I think the ever growing demand for prime property has also engulfed the emirates and in the last few years, prime locations in the emirates like Dubai have seen a real estate boom. Considering that Dubai was a highly competitive but low priced market, this real estate boom is the last thing that the government wants. A lot of experts feel that Dubai is heading pretty much the same way where some of the Asian markets have headed in the past, towards overpricing. The reason for this is pretty simple. There is not enough supply to meet the demand in Dubai.

23 August, 2007 13:10  
Anonymous Anonymous said...

I agree with the last comment.
Only a fool would buy now in Dubai.
I am in the construction game and I would buy a shed, before I buy a property in Dubai.
The reason,poorly built and poorly finished apartments yeilding 500,000 GBP in some places
with a 99 year lease that you would have to renew at a price.
Dont trust the law here in Dubai as its a social law governed by in capable people.
Beaware of your domestic/chilled water rates as they do not monitor these per apartment in some places.
Las Vegas in Dubai?they'll have no choice!

10 December, 2007 20:06  
Anonymous Anonymous said...

After years of advertising that property owners in Duabi will be entitled to an Automatic Renewable Residence Visa, the goverment has finally dropped the bombshell by saying the following which was reported in the local Gulf News Paper:

I posted the full contents of the report and the link because im sure the Dubai Government will one day request Gulf News to remove the report.

Link
http://archive.gulfnews.com/articles/08/06/27/10224035.html



Report
"Dubai: Foreigners could be less likely to buy properties in Dubai after the emirate's real estate regulator said expatriate homeowners are not automatically entitled to long-term residency rights, ING said.
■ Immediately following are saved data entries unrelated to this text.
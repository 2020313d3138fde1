//! Statement data types.

use fundline_shared::types::{FacilityId, StatementId, sum_present};
use rust_decimal::Decimal;
use serde::{Deserialize, Serialize};

use super::anchor::Anchor;

/// A reporting quarter.
#[derive(Debug, Clone, Copy, PartialEq, Eq, Hash, Serialize, Deserialize)]
#[serde(rename_all = "lowercase")]
pub enum Quarter {
    /// First quarter.
    Q1,
    /// Second quarter.
    Q2,
    /// Third quarter.
    Q3,
    /// Fourth quarter.
    Q4,
}

impl Quarter {
    /// All quarters in order.
    pub const ALL: [Self; 4] = [Self::Q1, Self::Q2, Self::Q3, Self::Q4];
}

/// A node in a budget statement tree.
///
/// `q1..q4` of a category row and `cumulative_balance` of every row are
/// derived figures: they are recomputed by the totals engine and never
/// trusted from input.
#[derive(Debug, Clone, PartialEq, Eq, Serialize, Deserialize)]
#[serde(rename_all = "camelCase")]
pub struct BudgetRow {
    /// Stable identifier, unique within the statement.
    pub id: String,
    /// Display label.
    pub title: String,
    /// First quarter figure.
    #[serde(
        default,
        skip_serializing_if = "Option::is_none",
        with = "rust_decimal::serde::float_option"
    )]
    pub q1: Option<Decimal>,
    /// Second quarter figure.
    #[serde(
        default,
        skip_serializing_if = "Option::is_none",
        with = "rust_decimal::serde::float_option"
    )]
    pub q2: Option<Decimal>,
    /// Third quarter figure.
    #[serde(
        default,
        skip_serializing_if = "Option::is_none",
        with = "rust_decimal::serde::float_option"
    )]
    pub q3: Option<Decimal>,
    /// Fourth quarter figure.
    #[serde(
        default,
        skip_serializing_if = "Option::is_none",
        with = "rust_decimal::serde::float_option"
    )]
    pub q4: Option<Decimal>,
    /// Sum of the row's four quarters.
    #[serde(
        default,
        skip_serializing_if = "Option::is_none",
        with = "rust_decimal::serde::float_option"
    )]
    pub cumulative_balance: Option<Decimal>,
    /// Quarters are the sum of the children's quarters.
    #[serde(default)]
    pub is_category: bool,
    /// Quarters may be entered by a person.
    #[serde(default = "default_editable")]
    pub is_editable: bool,
    /// Child rows, in display order.
    #[serde(default, skip_serializing_if = "Vec::is_empty")]
    pub children: Vec<BudgetRow>,
    /// Free-text notes.
    #[serde(default, skip_serializing_if = "Option::is_none")]
    pub comments: Option<String>,
}

fn default_editable() -> bool {
    true
}

impl BudgetRow {
    /// Creates an editable leaf row with no figures.
    pub fn line_item(id: impl Into<String>, title: impl Into<String>) -> Self {
        Self {
            id: id.into(),
            title: title.into(),
            q1: None,
            q2: None,
            q3: None,
            q4: None,
            cumulative_balance: None,
            is_category: false,
            is_editable: true,
            children: Vec::new(),
            comments: None,
        }
    }

    /// Creates a category row whose figures roll up from `children`.
    pub fn category(
        id: impl Into<String>,
        title: impl Into<String>,
        children: Vec<BudgetRow>,
    ) -> Self {
        Self {
            is_category: true,
            is_editable: false,
            children,
            ..Self::line_item(id, title)
        }
    }

    /// Creates a read-only row filled in by a cross-row formula.
    #[must_use]
    pub fn computed(anchor: Anchor) -> Self {
        Self {
            is_editable: false,
            ..Self::line_item(anchor.id(), anchor.title())
        }
    }

    /// Replaces the children.
    #[must_use]
    pub fn with_children(mut self, children: Vec<BudgetRow>) -> Self {
        self.children = children;
        self
    }

    /// Sets one quarter figure.
    #[must_use]
    pub fn with_quarter(mut self, quarter: Quarter, value: impl Into<Option<Decimal>>) -> Self {
        self.set_quarter(quarter, value.into());
        self
    }

    /// Returns the figure for a quarter.
    #[must_use]
    pub const fn quarter(&self, quarter: Quarter) -> Option<Decimal> {
        match quarter {
            Quarter::Q1 => self.q1,
            Quarter::Q2 => self.q2,
            Quarter::Q3 => self.q3,
            Quarter::Q4 => self.q4,
        }
    }

    /// Sets the figure for a quarter.
    pub fn set_quarter(&mut self, quarter: Quarter, value: Option<Decimal>) {
        match quarter {
            Quarter::Q1 => self.q1 = value,
            Quarter::Q2 => self.q2 = value,
            Quarter::Q3 => self.q3 = value,
            Quarter::Q4 => self.q4 = value,
        }
    }

    /// Returns the four quarter figures in order.
    #[must_use]
    pub const fn quarters(&self) -> [Option<Decimal>; 4] {
        [self.q1, self.q2, self.q3, self.q4]
    }

    /// Sums the four quarters, counting missing ones as zero.
    #[must_use]
    pub fn quarter_total(&self) -> Decimal {
        sum_present(self.quarters())
    }

    /// Whether the row has children.
    #[must_use]
    pub fn has_children(&self) -> bool {
        !self.children.is_empty()
    }

    /// Finds a row by id in this subtree, including the row itself.
    #[must_use]
    pub fn find(&self, id: &str) -> Option<&BudgetRow> {
        if self.id == id {
            return Some(self);
        }
        self.children.iter().find_map(|child| child.find(id))
    }

    /// Mutable variant of [`BudgetRow::find`].
    pub fn find_mut(&mut self, id: &str) -> Option<&mut BudgetRow> {
        if self.id == id {
            return Some(self);
        }
        self.children.iter_mut().find_map(|child| child.find_mut(id))
    }
}

/// Finds a row by id anywhere in a forest.
#[must_use]
pub fn find_row<'a>(rows: &'a [BudgetRow], id: &str) -> Option<&'a BudgetRow> {
    rows.iter().find_map(|row| row.find(id))
}

/// Finds a top-level section row by anchor.
#[must_use]
pub fn top_level(rows: &[BudgetRow], anchor: Anchor) -> Option<&BudgetRow> {
    rows.iter().find(|row| row.id == anchor.id())
}

/// One facility's budget statement for a fiscal year.
#[derive(Debug, Clone, PartialEq, Eq, Serialize, Deserialize)]
#[serde(rename_all = "camelCase")]
pub struct Statement {
    /// Statement ID.
    pub id: StatementId,
    /// Reporting facility.
    pub facility_id: FacilityId,
    /// Facility display name.
    pub facility_name: String,
    /// Fiscal year label, e.g. "2025/2026".
    pub fiscal_year: String,
    /// Statement rows.
    pub rows: Vec<BudgetRow>,
}

/// Headline figures of a computed statement.
///
/// Each figure is the cumulative balance of the matching section, zero when
/// the section has no value or is missing.
#[derive(Debug, Clone, PartialEq, Eq, Serialize, Deserialize)]
#[serde(rename_all = "camelCase")]
pub struct StatementSummary {
    /// Total receipts.
    #[serde(with = "rust_decimal::serde::float")]
    pub receipts: Decimal,
    /// Total expenditures.
    #[serde(with = "rust_decimal::serde::float")]
    pub expenditures: Decimal,
    /// Surplus/deficit (floored at zero).
    #[serde(with = "rust_decimal::serde::float")]
    pub surplus_deficit: Decimal,
    /// Net financial assets (floored at zero).
    #[serde(with = "rust_decimal::serde::float")]
    pub net_financial_assets: Decimal,
    /// Closing balance, may be negative.
    #[serde(with = "rust_decimal::serde::float")]
    pub closing_balance: Decimal,
}

impl StatementSummary {
    /// Reads the headline figures from an already computed forest.
    #[must_use]
    pub fn from_rows(rows: &[BudgetRow]) -> Self {
        let balance = |anchor: Anchor| {
            top_level(rows, anchor)
                .and_then(|row| row.cumulative_balance)
                .unwrap_or(Decimal::ZERO)
        };

        Self {
            receipts: balance(Anchor::Receipts),
            expenditures: balance(Anchor::Expenditures),
            surplus_deficit: balance(Anchor::SurplusDeficit),
            net_financial_assets: balance(Anchor::NetFinancialAssets),
            closing_balance: balance(Anchor::ClosingBalance),
        }
    }
}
"There is no direct link" between owning a property in Dubai and obtaining a residency visa, chief executive of the emirate's Real Estate Regulatory Authority, Marwan Bin Galita, was quoted by Gulf News as saying on Tuesday.

The comments were contrary to prior statements from local developers such as Emaar Properties, the Arab world's largest real estate firm by market value, ING said, noting the remarks could trigger "negative sentiment" and impact Emaar's stock.

Dubai has witnessed a boom since the government allowed foreigners to invest in property in 2002. The emirate passed a real estate law in 2006 allowing foreign freehold ownership in some areas.

Expatriates from neighbouring countries facing political instability, such as Pakistan, Lebanon and Iran, have been lured to Dubai largely on the assumption that owning a property would entitle them to long-term visas, ING said.

"People from politically or economically unstable countries in the region bought residences in Dubai assuming they would automatically be granted residency, a huge asset to have if the situation in their home countries turned sour," ING said.

"Dubai was the only market in the region to offer such a link."

04 August, 2008 12:11  
Anonymous Anonymous said...

Dubai property is too dangerous to invest your hard earned money.

I bought a property on a time sharing arrangement of 2 weeks a year from Arabian Falcon / Royal Club Bonninton. I had paid almost 70% of the value in installment, suddenly i was called upon over the telephone by one of the sales ladies, that if i dont pay a final balance of $12,000 in 5 days, i will forfit my initial purchase price, i thought it was a joke, i told the lady that i am following the monthly payment schedule, therefore i cannot send $12,000 until the appropriate time. That was the last i heard from them. Their telephone went silent, you can't reach them on the phone and they will not respond to my mail. This behaviour looks like a scam, as if they have been waiting for me to default. No clause, no warning, no propabation, they just block me off with my 70%. This can never happened in the West, never!